# Help with billing.



## freddavis (Dec 2, 2008)

This my second year. I worked hourly for a large mall in north east ohio. Ive done some residential drives. I got my first contract and plowed twice in november. I never had to bill any one. Looking for advise and a copy of a billing sheet. Thanks!


----------



## dannyslawn (Oct 29, 2007)

Buy Quickbooks!!!!!! We've been using it or Quickbooks Pro for 10 years in our landscape and snow removal business. Find a family member or friend that is familer with it to help get you going. With out QB we would have no business!!!!!!


----------



## ColliganLands (Sep 4, 2008)

i recommend the quick books as well just make sure you have time to figure it all out and get good with it. i bought it a couple weeks ago and im still getting used to it but it organizes everyhting in one place and you just enter the info and it will generate invoices,checks,deposits etc


----------



## clark lawn (Oct 7, 2005)

i use quickbook also. were in NE ohio are you weve only plowed twice so your probably in my area.


----------



## bridge577 (Sep 30, 2005)

Quick books is user friendly and you only need to update every for or five years when your cpa gets new stuff. Most accountants use it makes it easier for your taxes too.


----------



## Gicon (Oct 1, 2005)

Definitly grab Quick Books. Bill after every storm, that way no one forgets, and nothing gets lost.


----------



## freddavis (Dec 2, 2008)

Thanks for the help i will pick up quick books tomorrow.


----------



## plownoob (Aug 14, 2008)

give a look at ms office accounting. I just started using that while also using quickbooks. Reason I switched was I needed to do assemblies... like package of services. Quickbooks will only do that in $$premiere.


----------



## cartwrightsbabe (Dec 6, 2008)

*how to set up*



this is our first year plowing alone outside of a company.
we have about 30 accounts. some comm. some res.

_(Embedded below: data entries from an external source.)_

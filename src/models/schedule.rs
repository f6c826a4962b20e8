//! Scheduling inputs and outputs: window, config, slot grid, scheduled matches.

use crate::models::game::{GameMatch, Tier};
use chrono::{Duration, NaiveTime, Timelike};
use serde::{Deserialize, Serialize};

const MINUTES_PER_DAY: u64 = 24 * 60;

/// Sequence number of a scheduled match; the stable cross-reference key for exports.
pub type MatchNo = u32;

/// Venue rental window. Setup/teardown buffers are removed from both ends before play.
#[derive(Clone, Copy, Debug, Eq, PartialEq, Serialize, Deserialize)]
pub struct OperatingWindow {
    pub open: NaiveTime,
    pub close: NaiveTime,
    pub buffer_minutes: u32,
}

impl OperatingWindow {
    pub fn new(open: NaiveTime, close: NaiveTime, buffer_minutes: u32) -> Self {
        Self {
            open,
            close,
            buffer_minutes,
        }
    }

    /// First playable minute (open + buffer).
    pub fn play_start(&self) -> NaiveTime {
        self.open
            .overflowing_add_signed(Duration::minutes(i64::from(self.buffer_minutes)))
            .0
    }

    /// Minutes available for play after removing both buffers. Never negative.
    pub fn play_minutes(&self) -> i64 {
        let open = i64::from(self.open.num_seconds_from_midnight() / 60);
        let close = i64::from(self.close.num_seconds_from_midnight() / 60);
        let buffer = i64::from(self.buffer_minutes);
        ((close - buffer) - (open + buffer)).max(0)
    }

    /// `floor(play_minutes / slot_minutes)`; zero for a zero slot length.
    pub fn total_slots(&self, slot_minutes: u32) -> usize {
        if slot_minutes == 0 {
            return 0;
        }
        (self.play_minutes() / i64::from(slot_minutes)) as usize
    }
}

/// Resources for one scheduling run.
#[derive(Clone, Copy, Debug, Eq, PartialEq, Serialize, Deserialize)]
pub struct ScheduleConfig {
    pub num_courts: usize,
    pub slot_minutes: u32,
    /// Match length in slots.
    pub points_per_matchup: usize,
    pub total_slots: usize,
    pub window_start: NaiveTime,
}

impl ScheduleConfig {
    pub fn duration(&self) -> usize {
        self.points_per_matchup
    }

    /// True when no match can be placed at all: no rows, no courts, or matches longer than the day.
    pub fn is_degenerate(&self) -> bool {
        self.total_slots == 0
            || self.num_courts == 0
            || self.points_per_matchup == 0
            || self.points_per_matchup > self.total_slots
    }

    /// Wall-clock start of `row`, wrapping past midnight.
    pub fn slot_time(&self, row: usize) -> NaiveTime {
        let minutes =
            (row as u64 % MINUTES_PER_DAY) * u64::from(self.slot_minutes) % MINUTES_PER_DAY;
        self.window_start
            .overflowing_add_signed(Duration::minutes(minutes as i64))
            .0
    }

    /// `HH:MM` label of `row`.
    pub fn slot_label(&self, row: usize) -> String {
        self.slot_time(row).format("%H:%M").to_string()
    }
}

/// Everything the engine needs. Owned by the caller; the engine keeps nothing between runs.
#[derive(Clone, Debug, Eq, PartialEq, Serialize, Deserialize)]
pub struct SchedulingInput {
    pub matches: Vec<GameMatch>,
    pub config: ScheduleConfig,
}

/// `rows` time slots by `num_courts` columns; each occupied cell holds the number of the
/// match playing there.
#[derive(Clone, Debug, Default, Eq, PartialEq, Serialize, Deserialize)]
#[serde(transparent)]
pub struct SlotGrid {
    cells: Vec<Vec<Option<MatchNo>>>,
}

impl SlotGrid {
    pub fn new(rows: usize, num_courts: usize) -> Self {
        Self {
            cells: vec![vec![None; num_courts]; rows],
        }
    }

    pub(crate) fn from_cells(cells: Vec<Vec<Option<MatchNo>>>) -> Self {
        Self { cells }
    }

    pub fn num_rows(&self) -> usize {
        self.cells.len()
    }

    pub fn num_courts(&self) -> usize {
        self.cells.first().map_or(0, Vec::len)
    }

    pub fn get(&self, row: usize, court: usize) -> Option<MatchNo> {
        self.cells.get(row).and_then(|r| r.get(court)).copied().flatten()
    }

    pub fn rows(&self) -> &[Vec<Option<MatchNo>>] {
        &self.cells
    }

    pub fn is_empty(&self) -> bool {
        self.cells.iter().flatten().all(Option::is_none)
    }
}

/// A match placed on the grid.
#[derive(Clone, Debug, Eq, PartialEq, Serialize, Deserialize)]
pub struct ScheduledMatch {
    pub match_no: MatchNo,
    pub start_row: usize,
    /// Exclusive.
    pub end_row: usize,
    pub court_index: usize,
    /// `HH:MM`.
    pub start_time: String,
    pub tier: Tier,
    #[serde(flatten)]
    pub game: GameMatch,
}

impl ScheduledMatch {
    /// Row ranges `[start_row, end_row)` intersect.
    pub fn overlaps(&self, other: &ScheduledMatch) -> bool {
        self.start_row < other.end_row && other.start_row < self.end_row
    }
}

/// Result of one scheduling run.
#[derive(Clone, Debug, Eq, PartialEq, Serialize, Deserialize)]
pub struct ScheduleOutput {
    pub config: ScheduleConfig,
    pub grid: SlotGrid,
    /// Ascending by `match_no`.
    pub scheduled: Vec<ScheduledMatch>,
    /// Input order.
    pub unscheduled: Vec<GameMatch>,
}

impl ScheduleOutput {
    pub fn is_complete(&self) -> bool {
        self.unscheduled.is_empty()
    }

    pub fn by_number(&self, match_no: MatchNo) -> Option<&ScheduledMatch> {
        self.scheduled.iter().find(|m| m.match_no == match_no)
    }
}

im a very organized person. and know if i leave it to the guy doing the work it will be a mess.
i just need a quick and easy way to keep track of it all, for billing purposes.

anyone got any ideas?


----------



## Gicon (Oct 1, 2005)

cartwrightsbabe;663779 said:


> this is our first year plowing alone outside of a company.
> we have about 30 accounts. some comm. some res.
> 
> im a very organized person. and know if i leave it to the guy doing the work it will be a mess.
> ...


All of my route sheets, I have made in Excel. It has the Name, Address, and Phone # of property to be service, next column is a list of the work to be done, next three columns are all for completion times (for larger storms when we go out more than once)


----------



## SilkKnitter (Apr 2, 2008)

You can make your own bills and track everthing by hand. Huge pain in the ass but untill you can get a program that YOU can work and deal with on a daily bases it might just be worth it.


----------



## JDT (Nov 16, 2008)

Gicon;663974 said:


> All of my route sheets, I have made in Excel. It has the Name, Address, and Phone # of property to be service, next column is a list of the work to be done, next three columns are all for completion times (for larger storms when we go out more than once)


Any Chance you'd be willing to e-mail a copy? I am looking to do something similar? Then again, now that I think of it, you might not want to,unless you can do a blank form? No big deal if you can't. I'm in New Hampshire!


----------



## JDT (Nov 16, 2008)

SilkKnitter;665802 said:


> You can make your own bills and track everthing by hand. Huge pain in the ass but untill you can get a program that YOU can work and deal with on a daily bases it might just be worth it.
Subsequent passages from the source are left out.